When I started this series which attempts to determine the projected fantasy value for prospects, I knew today’s step would be the hardest. The issue was converting various pitch grades (and control) into a workable framework for a pitcher’s overall production value. I thought I may not end up with a workable answer, but the following results have promise beyond just grading pitches.
I was able to piece together work from various articles and gave each pitch a grade based on the ERA scale. Combining per-pitch-ERA’s with a control value, it looks like we can estimate a pitcher’s overall value.
The one grade out of the group which is set in the scouting circles is the fastball grade based off velocity. Here are the standard grades for fastballs used here at FanGraphs and with several teams.
|Grade||Tool Is Called||Fastball Velo|
The other pitches are graded from a scout’s experience. The key is to be able to take each of the individual grades and come up with an overall composite grade. Here is the process I will use.
Some semi-heavy (confusing) math
The process for giving pitches an ERA value wasn’t straight forward. With a curveball, how can a person tell, even with Pitchf/x and/or Trackman, which pitch break and speeds are best? Even with fastballs, the velocity is just one measure and it doesn’t take into account break and deception. To get the Pitch ERA (pERA), I used each pitch’s groundball rate (GB%) and swinging strike rates (SwStr%) to create an ERA value. Here are the four major steps.
Step 1. Collect pitch groundball rate and swinging strike rates
I hate to say this, but Mr. Eno Sarris was right or at least he was a headed down the right path when it came to evaluating pitches. A couple of years ago, he started down that path by giving pitches a certain benchmark knowing the league average (median) values for SwStr% and GB%. Over time, the values were refined with Rob Parker at FakeTeam.com creating his own Arsenal Scores.
When Eno and I were working on the values, we never could determine how to deal with the pitches, especially four-seam fastballs, which induced weak pop flies. These low-groundball pitches are more valuable than good-groundball pitches because they give up lower BABIP. I finally found a solution.
Step 2. Create a GB% Equation for ERA
In this step, I had already created the equation a year or so ago. The key was to remember I created it considering my advanced age. The equation came from my work showing the virtues of kwERA at the Hardball Times. I called it GBkwERA (horrible name I know) and here it is:
GBkwERA = kwERA * (-3.518*GB%^2+2.344*GB%+.629)
where kwERA = 5.20 – 12*(K%-BB%)
Note: The 5.20 value can be changed depending on the run environment
Now with this equation, we can insert the pitch specific ground ball rates.

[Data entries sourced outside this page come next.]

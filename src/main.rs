use actix_web::{App, HttpServer};
use dotenv::dotenv;
use log::{error, info};

use rrhh_panel::config::{Config, StoreBackend};
use rrhh_panel::db;
use rrhh_panel::handlers::{self, AppState};

#[actix_web::main]
async fn main() -> std::io::Result<()> {
    dotenv().ok();
    env_logger::init();

    let config = Config::from_env().map_err(|err| {
        error!("Invalid configuration: {}", err);
        std::io::Error::new(std::io::ErrorKind::InvalidInput, err)
    })?;

    let state = match &config.backend {
        StoreBackend::Postgres { database_url } => {
            let pool = db::create_pool(database_url).await.map_err(|err| {
                error!("{}", err);
                std::io::Error::new(std::io::ErrorKind::Other, err)
            })?;
            AppState::postgres(pool)
        }
        StoreBackend::Memory => {
            info!("Using in-memory store; data is lost on restart");
            AppState::memory()
        }
    };

    info!("Starting server at {}", config.bind_addr);

    HttpServer::new(move || App::new().configure(handlers::configure(state.clone())))
        .bind(&config.bind_addr)?
        .run()
        .await
}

Now I need to work with the strikeout and walk rates, which leads us onto our next two steps.
Step 3. Converting swinging strike rate to strike out rate
While pitches can be given a strikeout rate, that’s only true if the pitch ended an at bat. A pitcher may prefer one pitch to finish off a batter while others set up the final knockout, though, so it’s not a great measure for every pitch, particularly fastballs. For this reason, I prefer to keep using SwStr%. The swinging strike to strikeout transition can be done using this simple rule of thumb:
K% = 2 * SwStr%
I have used the formula for years. I looked at all pitchers who threw at least 60 IP in a season from 2005 to 2016. The r-squared between the two values was .60 and the r-squared value only goes up as the innings pitched increases.

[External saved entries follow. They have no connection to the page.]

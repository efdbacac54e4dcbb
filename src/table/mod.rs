//! Table controller: the session's list of records for one collection, the
//! edit dialog, and reconciliation with the store after every mutation.
//!
//! Form success only raises `needs_refresh`. The re-fetch runs as a separate
//! effect ([`TableController::run_effects`]) and is the only place the dialog
//! closes after a save, so the table never shows a mix of submitted and
//! stale data.

use std::sync::Arc;

use log::{debug, error, info};
use serde::Serialize;
use uuid::Uuid;

use crate::errors::AppError;
use crate::forms::{EntityForm, FieldSet};
use crate::models::Entity;
use crate::notify::{Confirm, ConfirmRequest, Notification, Notifier};
use crate::store::RecordStore;

#[derive(Serialize, Debug, Clone, Copy, PartialEq, Eq)]
pub enum TableState {
    Idle,
    DialogOpen,
    Submitting,
    RefreshPending,
    Refreshing,
}

#[derive(Debug, Clone, Copy, PartialEq, Eq)]
pub enum DeleteOutcome {
    Deleted,
    /// The user declined the confirmation; nothing was sent to the store.
    Cancelled,
}

pub struct TableController<E: Entity> {
    store: Arc<dyn RecordStore<E>>,
    notifier: Arc<dyn Notifier>,
    confirmer: Arc<dyn Confirm>,
    records: Vec<E>,
    /// `Some` while the dialog is open; its target is the record being edited.
    form: Option<EntityForm<E>>,
    needs_refresh: bool,
    is_loading: bool,
}

impl<E: Entity> TableController<E> {
    pub fn new(
        store: Arc<dyn RecordStore<E>>,
        notifier: Arc<dyn Notifier>,
        confirmer: Arc<dyn Confirm>,
        initial: Vec<E>,
    ) -> Self {
        TableController {
            store,
            notifier,
            confirmer,
            records: initial,
            form: None,
            needs_refresh: false,
            is_loading: false,
        }
    }

    pub fn records(&self) -> &[E] {
        &self.records
    }

    pub fn is_loading(&self) -> bool {
        self.is_loading
    }

    pub fn needs_refresh(&self) -> bool {
        self.needs_refresh
    }

    pub fn is_dialog_open(&self) -> bool {
        self.form.is_some()
    }

    /// `None` in create mode or when the dialog is closed.
    pub fn editing_target(&self) -> Option<&E> {
        self.form.as_ref().and_then(EntityForm::target)
    }

    pub fn form(&self) -> Option<&EntityForm<E>> {
        self.form.as_ref()
    }

    pub fn empty_message(&self) -> Option<&'static str> {
        (!self.is_loading && self.records.is_empty()).then_some(E::EMPTY_MESSAGE)
    }

    pub fn state(&self) -> TableState {
        if self.is_loading {
            TableState::Refreshing
        } else if self.needs_refresh {
            TableState::RefreshPending
        } else {
            match &self.form {
                Some(form) if form.is_submitting() => TableState::Submitting,
                Some(_) => TableState::DialogOpen,
                None => TableState::Idle,
            }
        }
    }

    pub fn open_create(&mut self) -> Result<(), AppError> {
        self.open_dialog(None)
    }

    pub fn open_edit(&mut self, id: Uuid) -> Result<(), AppError> {
        let record = self
            .records
            .iter()
            .find(|r| r.id() == id)
            .cloned()
            .ok_or_else(|| AppError::NotFound(format!("{} {} not found", E::LABEL, id)))?;
        self.open_dialog(Some(record))
    }

    fn open_dialog(&mut self, target: Option<E>) -> Result<(), AppError> {
        match self.state() {
            TableState::Idle | TableState::DialogOpen => {
                self.form = Some(EntityForm::new(target));
                Ok(())
            }
            state => Err(AppError::Conflict(format!(
                "Cannot open the {} dialog while {:?}",
                E::COLLECTION,
                state
            ))),
        }
    }

    /// Dismisses the dialog. Refused once a save has succeeded and the
    /// re-fetch has not completed yet.
    pub fn close_dialog(&mut self) -> bool {
        if self.state() == TableState::DialogOpen {
            self.form = None;
            true
        } else {
            false
        }
    }

    /// Submits the open dialog's form.
    ///
    /// On success the table moves to `RefreshPending` with the dialog still
    /// open; `records` is untouched until [`run_effects`](Self::run_effects).
    /// The owner must call `run_effects` next: until it does, opening,
    /// closing and submitting are all refused. [`save`](Self::save) does both.
    /// On failure the error has already been notified and the dialog stays
    /// open for another attempt.
    pub async fn submit(&mut self, fields: &FieldSet) -> Result<E, AppError> {
        if self.needs_refresh || self.is_loading {
            return Err(AppError::SubmissionInFlight);
        }
        let form = self
            .form
            .as_ref()
            .ok_or_else(|| AppError::Conflict(format!("No {} dialog is open", E::COLLECTION)))?;
        let needs_refresh = &mut self.needs_refresh;

        form.submit(
            self.store.as_ref(),
            self.notifier.as_ref(),
            fields,
            || *needs_refresh = true,
        )
        .await
    }

    /// Submits the form and, on success, reconciles with the store before
    /// returning. The dialog is closed and `records` holds the fresh list.
    pub async fn save(&mut self, fields: &FieldSet) -> Result<E, AppError> {
        let record = self.submit(fields).await?;
        self.run_effects().await;
        Ok(record)
    }

    /// Runs the refresh effect if `needs_refresh` is raised. Returns whether it ran.
    pub async fn run_effects(&mut self) -> bool {
        if !self.needs_refresh || self.is_loading {
            return false;
        }
        self.is_loading = true;
        debug!("Refreshing {}", E::COLLECTION);

        let fetched = self.store.list().await;

        match fetched {
            Ok(records) => {
                info!("Refreshed {}: {} records", E::COLLECTION, records.len());
                self.records = records;
            }
            Err(err) => {
                error!("Error refreshing {}: {}", E::COLLECTION, err);
                self.notifier.notify(Notification::error(format!(
                    "Error al actualizar la lista: {}",
                    err.message()
                )));
            }
        }
        self.is_loading = false;
        self.needs_refresh = false;
        self.form = None;
        true
    }

    /// Re-fetches the list on demand through the same effect used after a save.
    pub async fn refresh(&mut self) -> bool {
        self.needs_refresh = true;
        self.run_effects().await
    }

    /// Asks for confirmation, then deletes. A successful delete removes the
    /// record locally without a re-fetch; a failed one is notified and leaves
    /// `records` as it was.
    pub async fn delete(&mut self, id: Uuid) -> Result<DeleteOutcome, AppError> {
        let label = E::LABEL.to_lowercase();
        let request = ConfirmRequest {
            message: format!("¿Estás seguro de que quieres eliminar este {}?", label),
        };
        if !self.confirmer.confirm(request).await {
            return Ok(DeleteOutcome::Cancelled);
        }

        match self.store.delete(id).await {
            Ok(()) => {
                self.records.retain(|r| r.id() != id);
                Ok(DeleteOutcome::Deleted)
            }
            Err(err) => {
                error!("Error deleting {} {}: {}", E::COLLECTION, id, err);
                self.notifier.notify(Notification::error(format!(
                    "Error al eliminar {}: {}",
                    label,
                    err.message()
                )));
                Err(err)
            }
        }
    }
}

#[cfg(test)]
mod tests {
    use super::*;
    use crate::models::{Employee, JobTitle};
    use crate::notify::{notification_channel, AutoConfirm};
    use crate::store::memory::{MemoryStore, Operation};

    fn controller<E: Entity>(store: Arc<MemoryStore<E>>) -> TableController<E> {
        let (notifier, _rx) = notification_channel();
        TableController::new(store, Arc::new(notifier), Arc::new(AutoConfirm(true)), Vec::new())
    }

    #[test]
    fn starts_idle_with_empty_message() {
        let table = controller::<JobTitle>(Arc::new(MemoryStore::new()));
        assert_eq!(table.state(), TableState::Idle);
        assert_eq!(table.empty_message(), Some(JobTitle::EMPTY_MESSAGE));
    }

    #[test]
    fn open_and_close_dialog() {
        let mut table = controller::<Employee>(Arc::new(MemoryStore::new()));
        table.open_create().unwrap();
        assert_eq!(table.state(), TableState::DialogOpen);
        assert!(table.editing_target().is_none());
        assert!(table.close_dialog());
        assert_eq!(table.state(), TableState::Idle);
        assert!(!table.close_dialog());
    }

    #[test]
    fn open_edit_requires_a_known_record() {
        let mut table = controller::<Employee>(Arc::new(MemoryStore::new()));
        assert!(matches!(table.open_edit(Uuid::new_v4()), Err(AppError::NotFound(_))));
        assert!(!table.is_dialog_open());
    }

    #[tokio::test]
    async fn save_submits_and_reconciles() {
        let store = Arc::new(MemoryStore::<JobTitle>::new());
        let mut table = controller(store.clone());
        table.open_create().unwrap();

        let saved = table
            .save(&FieldSet::from([
                ("title", "Analyst".to_string()),
                ("base_salary", "1000".to_string()),
            ]))
            .await
            .unwrap();

        assert_eq!(table.state(), TableState::Idle);
        assert!(!table.is_dialog_open());
        assert_eq!(table.records(), [saved].as_slice());
        table.open_create().unwrap();
    }

    #[tokio::test]
    async fn failed_save_skips_the_refresh() {
        let store = Arc::new(MemoryStore::<JobTitle>::new());
        store.fail_on(Operation::Create, "insert failed");
        let mut table = controller(store.clone());
        table.open_create().unwrap();

        let result = table
            .save(&FieldSet::from([
                ("title", "Analyst".to_string()),
                ("base_salary", "1000".to_string()),
            ]))
            .await;

        assert!(result.is_err());
        assert_eq!(table.state(), TableState::DialogOpen);
        assert_eq!(store.call_count(Operation::List), 0);
    }

    #[tokio::test]
    async fn submit_without_dialog_is_refused() {
        let store = Arc::new(MemoryStore::<JobTitle>::new());
        let mut table = controller(store.clone());
        let fields = FieldSet::from([
            ("title", "Analyst".to_string()),
            ("base_salary", "1".to_string()),
        ]);
        assert!(matches!(table.submit(&fields).await, Err(AppError::Conflict(_))));
        assert!(store.snapshot().is_empty());
    }

    #[tokio::test]
    async fn run_effects_is_a_no_op_without_the_flag() {
        let mut table = controller::<JobTitle>(Arc::new(MemoryStore::new()));
        assert!(!table.run_effects().await);
    }
}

Step 4: Adding a walk rate
For this step, I just used the league average walk rate of 8.0%. Using this average value allows the per-pitch math to be simpler and a separate Control/Command Grade can be individually added later.
Equation to find prospect grades
By putting all the above work together, the pERA equation ends up as:
pERA = 5.20 – 12*(SwStr% * 2 – 8%) * (-3.518*GB%^2+2.344*GB%+.629)

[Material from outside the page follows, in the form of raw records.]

use actix_web::{http::StatusCode, HttpResponse, ResponseError};
use serde::Serialize;
use std::fmt;

#[derive(Debug, Clone, PartialEq)]
pub enum AppError {
    NotFound(String),
    BadRequest(String),
    Conflict(String),
    /// Rejected before reaching the store: bad clock-event kind, unparseable number, missing field.
    Validation(String),
    /// Opaque message from the record store.
    DatabaseError(String),
    /// A second submission while the form still has one in flight.
    SubmissionInFlight,
    /// One or more of the initial page fetches failed.
    LoadFailed(Vec<String>),
    InternalServerError(String),
}

#[derive(Serialize)]
struct ErrorResponse {
    error: String,
}

#[derive(Serialize)]
struct LoadFailedResponse<'a> {
    error: &'static str,
    details: &'a [String],
}

impl AppError {
    /// The bare message, without the category prefix used by `Display`.
    pub fn message(&self) -> String {
        match self {
            AppError::NotFound(msg)
            | AppError::BadRequest(msg)
            | AppError::Conflict(msg)
            | AppError::Validation(msg)
            | AppError::DatabaseError(msg)
            | AppError::InternalServerError(msg) => msg.clone(),
            AppError::SubmissionInFlight => "A submission is already in progress".to_string(),
            AppError::LoadFailed(errors) => errors.join("; "),
        }
    }
}

impl fmt::Display for AppError {
    fn fmt(&self, f: &mut fmt::Formatter<'_>) -> fmt::Result {
        match self {
            AppError::NotFound(msg) => write!(f, "Not Found: {}", msg),
            AppError::BadRequest(msg) => write!(f, "Bad Request: {}", msg),
            AppError::Conflict(msg) => write!(f, "Conflict: {}", msg),
            AppError::Validation(msg) => write!(f, "Validation Error: {}", msg),
            AppError::DatabaseError(msg) => write!(f, "Database Error: {}", msg),
            AppError::SubmissionInFlight => write!(f, "Conflict: {}", self.message()),
            AppError::LoadFailed(errors) => write!(f, "Load Failed: {}", errors.join("; ")),
            AppError::InternalServerError(msg) => write!(f, "Internal Server Error: {}", msg),
        }
    }
}

impl std::error::Error for AppError {}

impl From<sqlx::Error> for AppError {
    fn from(err: sqlx::Error) -> Self {
        match err {
            sqlx::Error::RowNotFound => AppError::NotFound("Record not found".to_string()),
            other => AppError::DatabaseError(other.to_string()),
        }
    }
}

impl ResponseError for AppError {
    fn status_code(&self) -> StatusCode {
        match self {
            AppError::NotFound(_) => StatusCode::NOT_FOUND,
            AppError::BadRequest(_) | AppError::Validation(_) => StatusCode::BAD_REQUEST,
            AppError::Conflict(_) | AppError::SubmissionInFlight => StatusCode::CONFLICT,
            AppError::LoadFailed(_) => StatusCode::SERVICE_UNAVAILABLE,
            AppError::DatabaseError(_) | AppError::InternalServerError(_) => {
                StatusCode::INTERNAL_SERVER_ERROR
            }
        }
    }

    fn error_response(&self) -> HttpResponse {
        match self {
            AppError::LoadFailed(errors) => {
                HttpResponse::build(self.status_code()).json(LoadFailedResponse {
                    error: "Could not load data from the record store",
                    details: errors,
                })
            }
            other => HttpResponse::build(other.status_code()).json(ErrorResponse {
                error: other.message(),
            }),
        }
    }
}

#[cfg(test)]
mod tests {
    use super::*;

    #[test]
    fn status_codes_follow_the_error_category() {
        assert_eq!(AppError::NotFound("x".into()).status_code(), StatusCode::NOT_FOUND);
        assert_eq!(AppError::Validation("x".into()).status_code(), StatusCode::BAD_REQUEST);
        assert_eq!(AppError::SubmissionInFlight.status_code(), StatusCode::CONFLICT);
        assert_eq!(
            AppError::LoadFailed(vec!["a".into()]).status_code(),
            StatusCode::SERVICE_UNAVAILABLE
        );
        assert_eq!(
            AppError::DatabaseError("x".into()).status_code(),
            StatusCode::INTERNAL_SERVER_ERROR
        );
    }

    #[test]
    fn message_strips_the_display_prefix() {
        let err = AppError::DatabaseError("duplicate key".into());
        assert_eq!(err.message(), "duplicate key");
        assert_eq!(err.to_string(), "Database Error: duplicate key");
    }

    #[test]
    fn row_not_found_maps_to_not_found() {
        assert!(matches!(AppError::from(sqlx::Error::RowNotFound), AppError::NotFound(_)));
    }
}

Here is the spreadsheet with the values and other stats from 2014 to 2016. For reference, here are 2016 the median and average pERA values for each pitch:
The individual pERA values can then be weighted by times thrown to create an overall ERA value. This value (first column in the spreadsheet) is missing the control components (walks), but is a great measure of a pitcher’s overall “stuff”.
The next step was to create a 20-80 prospect grade for each of the pERA values. For this step, I used standard deviation with a twist. First, here is some background from Kiley McDaniel on how scouting grades and standard deviation are linked:
The invention of the scale is credited to Branch Rickey and whether he intended it or not, it mirrors various scientific scales. 50 is major league average, then each 10 point increment represents a standard deviation better or worse than average. In a normal distribution, three standard deviations in either direction should include 99.7% of your sample, so that’s why the scale is 20 to 80 rather than 0 and 100. That said, the distribution of tools isn’t a normal curve for every tool, but is somewhere close to that for most.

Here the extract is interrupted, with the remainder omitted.